*note – see why i’m writing without capitalization here. basically, this post is written off the cuff and quite unedited, so treat wisely.
charlie munger once said something wise about incentives that’s definitely worth googling. something i think a lot about as i get within spitting distance of having kids is… why has society made having kids so hard?!
if you live in one of the most economically productive areas in the US (ie a major city), there’s almost nothing about your life that gets easier, more convenient or cheaper when you have kids.
you pay up for more housing. you pay more for food. education, transit, healthcare costs: all go up.

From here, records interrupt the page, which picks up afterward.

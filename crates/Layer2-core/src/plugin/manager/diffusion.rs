//! Diffusion policies - allowed 주입 대상 인스턴스 선택
//!
//! | 정책 | 요청 플러그인 scope 없음 | scope `s` |
//! |------|--------------------------|-----------|
//! | `Singleton` | 전역 인스턴스 | 전역 인스턴스 |
//! | `Same` | 전역 인스턴스 | `s`의 레플리카 (없으면 생성) |
//! | `New` | 새 scope의 새 레플리카 | 새 scope의 새 레플리카 |
//!
//! 새 scope는 요청 플러그인이 소유하며, 소유자가 언로드될 때 scope 안의
//! 레플리카도 함께 언로드/제거됩니다.

use super::PluginManager;
use crate::plugin::descriptor::{CapabilityAllowed, DiffusionPolicy, LoadType, LoadingType};
use crate::plugin::instance::{PluginInstance, PluginRef};
use hive_foundation::Result;
use std::sync::Arc;
use tracing::{debug, info, warn};

impl PluginManager {
    /// 정책에 따라 대상 인스턴스를 골라 `requester`에 주입
    pub(super) fn inject_allowed_plugin(
        &self,
        requester: &PluginRef,
        provider: &PluginRef,
        allowed: &CapabilityAllowed,
    ) -> Result<bool> {
        let already_injected = requester
            .allowed_loaded()
            .iter()
            .any(|(p, c)| p.original_id() == provider.original_id() && *c == allowed.name);
        if already_injected {
            return Ok(true);
        }

        let target = match allowed.policy {
            DiffusionPolicy::Singleton => Some(Arc::clone(provider)),
            DiffusionPolicy::Same => match requester.diffusion_scope_id() {
                None => Some(Arc::clone(provider)),
                Some(scope) => match self.scope_replica(scope, provider) {
                    Some(replica) => Some(replica),
                    None => self.create_replica(scope, provider)?,
                },
            },
            DiffusionPolicy::New => {
                let scope = self.new_diffusion_scope(requester);
                self.create_replica(scope, provider)?
            }
        };

        let Some(target) = target else {
            return Ok(false);
        };

        if !self.check_hook(requester.load_allowed(&target, &allowed.name))? {
            return Ok(false);
        }

        let mut state = self.state.lock();
        let requesters = state
            .plugin_allowed_plugins
            .entry(target.id().to_string())
            .or_default();
        if !requesters
            .iter()
            .any(|(p, c)| Arc::ptr_eq(p, requester) && *c == allowed.name)
        {
            requesters.push((Arc::clone(requester), allowed.name.clone()));
        }

        debug!(
            requester = %requester.id(),
            target = %target.id(),
            capability = %allowed.name,
            policy = ?allowed.policy,
            "Allowed plugin injected"
        );
        Ok(true)
    }

    fn scope_replica(&self, scope: u64, provider: &PluginRef) -> Option<PluginRef> {
        self.state
            .lock()
            .diffusion_scope_loaded_plugins
            .get(&scope)
            .and_then(|replicas| replicas.get(provider.original_id()))
            .cloned()
    }

    fn new_diffusion_scope(&self, owner: &PluginRef) -> u64 {
        let mut state = self.state.lock();
        state.diffusion_scope_id += 1;
        let scope = state.diffusion_scope_id;
        state.scope_owners.insert(scope, owner.id().to_string());
        debug!(owner = %owner.id(), scope, "Created diffusion scope");
        scope
    }

    /// scope에 레플리카를 만들고 `Allowed`로 로드 (실패 시 제거 후 None)
    fn create_replica(&self, scope: u64, provider: &PluginRef) -> Result<Option<PluginRef>> {
        let replica = {
            let mut state = self.state.lock();
            state.replica_id += 1;
            state.current_id += 1;

            let id = format!("{}[{}]", provider.original_id(), state.replica_id);
            let replica = Arc::new(PluginInstance::new(
                id.clone(),
                Some(scope),
                state.current_id,
                Arc::clone(provider.descriptor()),
                self.self_ref.clone(),
            ));

            state
                .plugin_instances
                .insert(id.clone(), Arc::clone(&replica));
            state.instance_order.push(id);
            state
                .diffusion_scope_loaded_plugins
                .entry(scope)
                .or_default()
                .insert(provider.original_id().to_string(), Arc::clone(&replica));
            replica
        };

        info!(replica = %replica.id(), scope, "Created plugin replica");
        self.apply_configuration(&replica);

        match self.load_plugin_instance(&replica, LoadType::Allowed, LoadingType::Eager) {
            Ok(true) => Ok(Some(replica)),
            Ok(false) => {
                warn!(replica = %replica.id(), "Replica failed to load, discarded");
                self.discard_replica(&replica);
                Ok(None)
            }
            Err(e) => {
                self.discard_replica(&replica);
                Err(e)
            }
        }
    }

    /// scope 맵과 인스턴스 테이블에서 레플리카 제거
    pub(super) fn discard_replica(&self, replica: &PluginRef) {
        if let Some(scope) = replica.diffusion_scope_id() {
            let mut state = self.state.lock();
            if let Some(replicas) = state.diffusion_scope_loaded_plugins.get_mut(&scope) {
                let owned_here = replicas
                    .get(replica.original_id())
                    .is_some_and(|r| Arc::ptr_eq(r, replica));
                if owned_here {
                    replicas.remove(replica.original_id());
                }
            }
        }
        self.remove_instance(replica);
    }
}
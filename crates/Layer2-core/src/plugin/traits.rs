//! Plugin traits - 핵심 플러그인 인터페이스
//!
//! 사용자 플러그인은 [`Plugin`]을 구현합니다. 모든 훅은 기본 no-op이며
//! 런타임 상태(로드 플래그, 구독, ready 세마포어)는 `PluginInstance`가
//! 관리합니다 (`ctx`). 훅은 `&self`로 호출되므로 변경 가능한 상태는 내부 가변성으로
//! 보관해야 합니다.
//!
//! `main`/`thread` capability 플러그인의 훅은 플러그인 스레드의 내부 실행
//! 스레드에서 호출됩니다. 반환하지 않는 `on_load`(서버 루프 등)는 준비가
//! 끝난 시점에 `ctx.release_ready_semaphore()`를 직접 호출해야 합니다.

use super::events::PluginEvent;
use super::instance::PluginRef;
use hive_foundation::Result;
use serde_json::Value;
use std::any::Any;

/// 플러그인 훅 인터페이스
#[allow(unused_variables)]
pub trait Plugin: Send + Sync {
    // ========================================================================
    // 라이프사이클
    // ========================================================================

    /// 전체 로드
    fn on_load(&self, ctx: &PluginRef) -> Result<()> {
        Ok(())
    }

    /// 지연 로드 (의존성/capability 연결 없음)
    fn on_lazy_load(&self, ctx: &PluginRef) -> Result<()> {
        Ok(())
    }

    /// 의존성 주입 후, allowed 주입 전
    fn on_end_load(&self, ctx: &PluginRef) -> Result<()> {
        Ok(())
    }

    fn on_unload(&self, ctx: &PluginRef) -> Result<()> {
        Ok(())
    }

    fn on_end_unload(&self, ctx: &PluginRef) -> Result<()> {
        Ok(())
    }

    // ========================================================================
    // 주입
    // ========================================================================

    /// allowed capability 제공자가 주입됨
    fn on_load_allowed(&self, ctx: &PluginRef, plugin: &PluginRef, capability: &str) -> Result<()> {
        Ok(())
    }

    /// allowed capability 제공자가 제거됨
    fn on_unload_allowed(
        &self,
        ctx: &PluginRef,
        plugin: &PluginRef,
        capability: &str,
    ) -> Result<()> {
        Ok(())
    }

    /// 의존 플러그인이 로드되어 주입됨
    fn on_dependency_injected(&self, ctx: &PluginRef, plugin: &PluginRef) -> Result<()> {
        Ok(())
    }

    // ========================================================================
    // 이벤트 / 설정
    // ========================================================================

    /// 구독한 이벤트 수신
    fn on_event(&self, ctx: &PluginRef, event: &PluginEvent) -> Result<()> {
        Ok(())
    }

    /// 설정 값 변경
    fn on_configuration_changed(&self, ctx: &PluginRef, key: &str, value: &Value) -> Result<()> {
        Ok(())
    }

    /// 다운캐스팅용
    fn as_any(&self) -> &dyn Any;
}
//! Unload protocol
//!
//! ```text
//! 1. 로드되지 않았으면 true
//! 2. 의존 플러그인 연쇄 언로드 (Dependency)
//! 3. 소유한 diffusion scope의 레플리카 언로드/제거
//! 4. 이 플러그인을 주입받은 요청 플러그인에 unload_allowed
//! 5. 인덱스 정리 (롤백하지 않음)
//! 6. Unload / EndUnload 단계
//! ```

use super::PluginManager;
use crate::plugin::descriptor::{LoadType, LoadingType};
use crate::plugin::events::EVENT_PLUGIN_UNLOAD;
use crate::plugin::extension::ExtensionHook;
use crate::plugin::instance::{LifecyclePhase, PluginRef};
use hive_foundation::{Error, Result};
use serde_json::json;
use std::sync::Arc;
use tracing::{debug, error, info, warn};

impl PluginManager {
    /// 언로드 프로토콜
    ///
    /// 트랜잭션이 아닙니다: 단계가 실패해도 이미 정리한 인덱스는 복구하지
    /// 않고 `Ok(false)`를 반환합니다.
    pub fn unload_plugin_instance(&self, plugin: &PluginRef, load_type: LoadType) -> Result<bool> {
        let lock = self.protocol_lock(plugin.id());
        let _guard = lock.lock();

        if !plugin.is_loaded_or_lazy_loaded() {
            return Ok(true);
        }

        info!(plugin = %plugin.id(), load_type = load_type.name(), "Unloading plugin");
        self.tear_down_plugin(plugin, load_type, true)
    }

    /// 언로드 단계 2~6
    ///
    /// `announce`가 false면 `PluginUnloaded` 확장과 언로드 이벤트를 생략합니다.
    pub(super) fn tear_down_plugin(
        &self,
        plugin: &PluginRef,
        load_type: LoadType,
        announce: bool,
    ) -> Result<bool> {
        let mut first_error: Option<Error> = None;

        let dependents = self
            .state
            .lock()
            .plugin_dependent_plugins
            .remove(plugin.id())
            .unwrap_or_default();
        for dependent in dependents {
            debug!(plugin = %plugin.id(), dependent = %dependent.id(), "Cascading unload");
            Self::collect(
                self.unload_plugin_instance(&dependent, LoadType::Dependency),
                &dependent,
                &mut first_error,
            );
        }

        self.destroy_owned_scopes(plugin, &mut first_error);

        let requesters = self
            .state
            .lock()
            .plugin_allowed_plugins
            .remove(plugin.id())
            .unwrap_or_default();
        for (requester, capability) in requesters {
            if !requester.is_loaded_or_lazy_loaded() {
                continue;
            }
            let result = self.check_hook(requester.unload_allowed(plugin, &capability));
            Self::collect(result, &requester, &mut first_error);
        }

        self.clear_capability_indexes(plugin);
        self.scrub_plugin_as_requester(plugin);

        let mut unloaded = match self.dispatch_phase(plugin, LifecyclePhase::Unload) {
            Ok(ok) => ok,
            Err(e) => {
                first_error.get_or_insert(e);
                false
            }
        };
        if unloaded {
            unloaded = match self.dispatch_phase(plugin, LifecyclePhase::EndUnload) {
                Ok(ok) => ok,
                Err(e) => {
                    first_error.get_or_insert(e);
                    false
                }
            };
        }

        self.state.lock().load_order.retain(|id| id != plugin.id());
        if announce {
            self.execute_extensions(ExtensionHook::PluginUnloaded, Some(plugin));
            self.notify_event(
                EVENT_PLUGIN_UNLOAD,
                json!({ "id": plugin.id(), "loadType": load_type.name() }),
            );
        }

        if let Some(e) = first_error {
            return Err(e);
        }

        if unloaded {
            info!(plugin = %plugin.id(), "Plugin unloaded");
        } else {
            warn!(plugin = %plugin.id(), "Plugin unloaded with errors");
        }
        Ok(unloaded && !plugin.is_error_state())
    }

    fn collect(result: Result<bool>, plugin: &PluginRef, first_error: &mut Option<Error>) {
        match result {
            Ok(true) => {}
            Ok(false) => warn!(plugin = %plugin.id(), "Unload step failed"),
            Err(e) => {
                error!(plugin = %plugin.id(), "Unload step error: {}", e);
                first_error.get_or_insert(e);
            }
        }
    }

    /// 플러그인이 소유한 scope의 레플리카 언로드 및 제거
    fn destroy_owned_scopes(&self, plugin: &PluginRef, first_error: &mut Option<Error>) {
        let scopes: Vec<u64> = {
            let state = self.state.lock();
            let mut scopes: Vec<u64> = state
                .scope_owners
                .iter()
                .filter(|(_, owner)| *owner == plugin.id())
                .map(|(scope, _)| *scope)
                .collect();
            scopes.sort_unstable();
            scopes
        };

        for scope in scopes {
            let replicas: Vec<PluginRef> = {
                let mut state = self.state.lock();
                state.scope_owners.remove(&scope);
                state
                    .diffusion_scope_loaded_plugins
                    .remove(&scope)
                    .map(|replicas| replicas.into_values().collect())
                    .unwrap_or_default()
            };

            debug!(plugin = %plugin.id(), scope, replicas = replicas.len(), "Destroying diffusion scope");
            for replica in replicas {
                Self::collect(
                    self.unload_plugin_instance(&replica, LoadType::Allowed),
                    &replica,
                    first_error,
                );
                self.remove_instance(&replica);
            }
        }
    }

    /// 다른 플러그인의 allowed/의존 목록에서 이 플러그인(요청자) 제거
    ///
    /// `plugin_allowed_plugins[id]` 엔트리 제거와는 별개로, 이 플러그인이
    /// 요청자로 기록된 모든 엔트리도 함께 지웁니다.
    fn scrub_plugin_as_requester(&self, plugin: &PluginRef) {
        let mut state = self.state.lock();

        state.plugin_allowed_plugins.retain(|_, requesters| {
            requesters.retain(|(p, _)| !Arc::ptr_eq(p, plugin));
            !requesters.is_empty()
        });
        state.plugin_dependent_plugins.retain(|_, dependents| {
            dependents.retain(|p| !Arc::ptr_eq(p, plugin));
            !dependents.is_empty()
        });
    }

    /// 언로드 → 인스턴스 제거 → 레지스트리의 현재 클래스로 재생성 → 로드
    ///
    /// 연쇄 언로드된 의존 플러그인은 다시 로드되지 않습니다.
    pub fn reload_plugin(&self, id: &str) -> Result<bool> {
        let plugin = self
            .plugin(id)
            .ok_or_else(|| Error::PluginNotFound(id.to_string()))?;
        if plugin.is_replica() {
            return Err(Error::Config(format!("Cannot reload replica {}", id)));
        }

        let loading_type = if plugin.is_lazy_loaded() {
            LoadingType::Lazy
        } else {
            LoadingType::Eager
        };

        info!(plugin = %id, "Reloading plugin");
        self.unload_plugin_instance(&plugin, LoadType::Full)?;
        self.remove_instance(&plugin);

        let fresh = self.instantiate_plugin(id)?;
        self.load_plugin_instance(&fresh, LoadType::Full, loading_type)
    }
}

OR – if you’d rather not pay more – you can move to the suburbs and endure a soul-crushing commute that will make you about as unhappy as if you got 20k knocked off your salary. (talking about most people here, not necessarily remote-first tech workers).
really, your options are not good. which is dumb, because society benefits when its members have more kids!
if society wants more kids (which we do, if we want to avoid the fate of japan + other barely-above-replacement-rate countries), society should make it easy to have more kids!
that’s why i’d love to see the US (or some startup or other community) launch kids as a service: a program that rewarded those who choose to build families and create the next generation.
this could look like a bond that paid one partner to stay home with the kids (and matures at a low interest rate 18 years later) to ease the financial burden, tax writeoffs for childcare, cheaper access to food… i’d love to see a program (or startup) look at what makes raising kids HARD, and figure out how to make it easy.
make starting a family almost as easy as using AWS. how cool would that be?